This may be a stupid question, but I didn't find an answer to it anywhere in lmfit's documentation .这可能是一个愚蠢的问题,但我没有在lmfit 的文档中的任何地方找到答案。 My question is simple: how do I retrieve R squared?我的问题很简单:如何检索 R 平方? (I know I can calculate it manually with 1 - SS_res / SS_tot ) (我知道我可以用1 - SS_res / SS_tot手动计算它)

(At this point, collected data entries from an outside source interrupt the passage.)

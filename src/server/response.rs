// Copyright 2026 BadCompany
//
// Licensed under the Apache License, Version 2.0 (the "License");
// you may not use this file except in compliance with the License.
// You may obtain a copy of the License at
//
//     http://www.apache.org/licenses/LICENSE-2.0
//
// Unless required by applicable law or agreed to in writing, software
// distributed under the License is distributed on an "AS IS" BASIS,
// WITHOUT WARRANTIES OR CONDITIONS OF ANY KIND, either express or implied.
// See the License for the specific language governing permissions and
// limitations under the License.

//! Response encoding: one JSON object per line.
//!
//! `groups` carries plain names after AUTH and full listings for
//! LISTGROUP, so it is kept as a JSON value rather than two fields
//! fighting over one key.

use crate::directory::models::{GroupView, PublicUser, Role};
use serde::Serialize;

#[derive(Debug, Clone, Copy, PartialEq, Eq, Serialize)]
#[serde(rename_all = "UPPERCASE")]
pub enum Status {
    Ok,
    Error,
}

#[derive(Debug, Serialize)]
pub struct Response {
    pub status: Status,
    #[serde(skip_serializing_if = "Option::is_none")]
    pub message: Option<String>,
    #[serde(skip_serializing_if = "Option::is_none")]
    pub role: Option<Role>,
    #[serde(skip_serializing_if = "Option::is_none")]
    pub groups: Option<serde_json::Value>,
    #[serde(skip_serializing_if = "Option::is_none")]
    pub user: Option<PublicUser>,
    #[serde(skip_serializing_if = "Option::is_none")]
    pub users: Option<Vec<PublicUser>>,
    #[serde(skip_serializing_if = "Option::is_none")]
    pub time: Option<String>,
}

impl Response {
    fn bare(status: Status) -> Self {
        Self {
            status,
            message: None,
            role: None,
            groups: None,
            user: None,
            users: None,
            time: None,
        }
    }

    pub fn ok(message: impl Into<String>) -> Self {
        Self {
            message: Some(message.into()),
            ..Self::bare(Status::Ok)
        }
    }

    /// `OK` with payload fields only, no message.
    pub fn ok_payload() -> Self {
        Self::bare(Status::Ok)
    }

    pub fn error(message: impl Into<String>) -> Self {
        Self {
            message: Some(message.into()),
            ..Self::bare(Status::Error)
        }
    }

    pub fn with_role(mut self, role: Role) -> Self {
        self.role = Some(role);
        self
    }

    pub fn with_group_names(mut self, names: Vec<String>) -> Self {
        self.groups = Some(serde_json::json!(names));
        self
    }

    pub fn with_group_listing(mut self, listing: Vec<GroupView>) -> Self {
        self.groups = Some(serde_json::json!(listing));
        self
    }

    pub fn with_user(mut self, user: PublicUser) -> Self {
        self.user = Some(user);
        self
    }

    pub fn with_users(mut self, users: Vec<PublicUser>) -> Self {
        self.users = Some(users);
        self
    }

    pub fn with_time(mut self, time: impl Into<String>) -> Self {
        self.time = Some(time.into());
        self
    }

    /// Encode as one wire line. Encoding this struct cannot realistically
    /// fail; if it ever does the client still gets well-formed JSON.
    pub fn to_line(&self) -> String {
        serde_json::to_string(self).unwrap_or_else(|_| {
            r#"{"status":"ERROR","message":"Internal encoding error"}"#.to_string()
        })
    }
}

/// What the connection loop should do after sending a response. `Close`
/// is the out-of-band sentinel: flush the final line, then drop the socket.
#[derive(Debug)]
pub enum Reply {
    Line(Response),
    Close(Response),
}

Update: I tried calculating R squared myself and compared it to the R squared from statsmodels .更新:我尝试自己计算 R 平方并将其与statsmodels的 R 平方进行statsmodels Parameters are the same in both estimations, but R squared is not.两个估计中的参数相同,但 R 平方不同。

Code:代码:

from lmfit import minimize, Parameters
import numpy as np
import statsmodels.api as sm
import random


x = np.linspace(0, 15, 10)
x_ols = sm.add_constant(x)
y = [random.randint(0,15) for r in xrange(10)]

model = sm.OLS(y,x_ols)
results = model.fit()
print "OLS: ", format(results.params[0], '.5f'), format(results.params[1], '.5f'), "R^2: ", results.rsquared


# define objective function: returns the array to be minimized
def fcn2min(params, x, data):
    a = params['a'].value
    b = params['b'].value

    model = a + b * x
    return model - data

for i in range(0,1):
    # create a set of Parameters
    params = Parameters()
    params.add('a', value= i)
    params.add('b', value= 20)

    # do fit, here with leastsq model
    result = minimize(fcn2min, params, args=(x, y))

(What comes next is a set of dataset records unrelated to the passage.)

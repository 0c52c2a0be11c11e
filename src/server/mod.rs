// Copyright 2026 BadCompany
//
// Licensed under the Apache License, Version 2.0 (the "License");
// you may not use this file except in compliance with the License.
// You may obtain a copy of the License at
//
//     http://www.apache.org/licenses/LICENSE-2.0
//
// Unless required by applicable law or agreed to in writing, software
// distributed under the License is distributed on an "AS IS" BASIS,
// WITHOUT WARRANTIES OR CONDITIONS OF ANY KIND, either express or implied.
// See the License for the specific language governing permissions and
// limitations under the License.

//! Wire layer: command parsing, response encoding, per-connection session
//! handling, and the TCP listener.

pub mod command;
pub mod listener;
pub mod response;
pub mod session;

    yhat = params['a'].value + params['b'].value * x
    ybar = np.sum(y)/len(y)
    ssreg = np.sum((yhat-ybar)**2)   # or sum([ (yihat - ybar)**2 for yihat in yhat])
    sstot = np.sum((y - ybar)**2)    # or sum([ (yi - ybar)**2 for yi in y])
    r2 = ssreg / sstot

    print "lmfit: ", format(params['a'].value, '.5f'), format(params['b'].value, '.5f'), "R^2: ", r2

I don't see an included rsquared in lmfit, but we can reuse either the residuals or the redchi我在 lmfit 中没有看到包含的 rsquared,但我们可以重用残差或redchi

I am using a similar example where y contains additional noise我正在使用一个类似的例子,其中 y 包含额外的噪音

lmfit result (assuming the mean residual equals zero, which is always true for linear regression) lmfit 结果(假设平均残差为零,这对于线性回归始终成立)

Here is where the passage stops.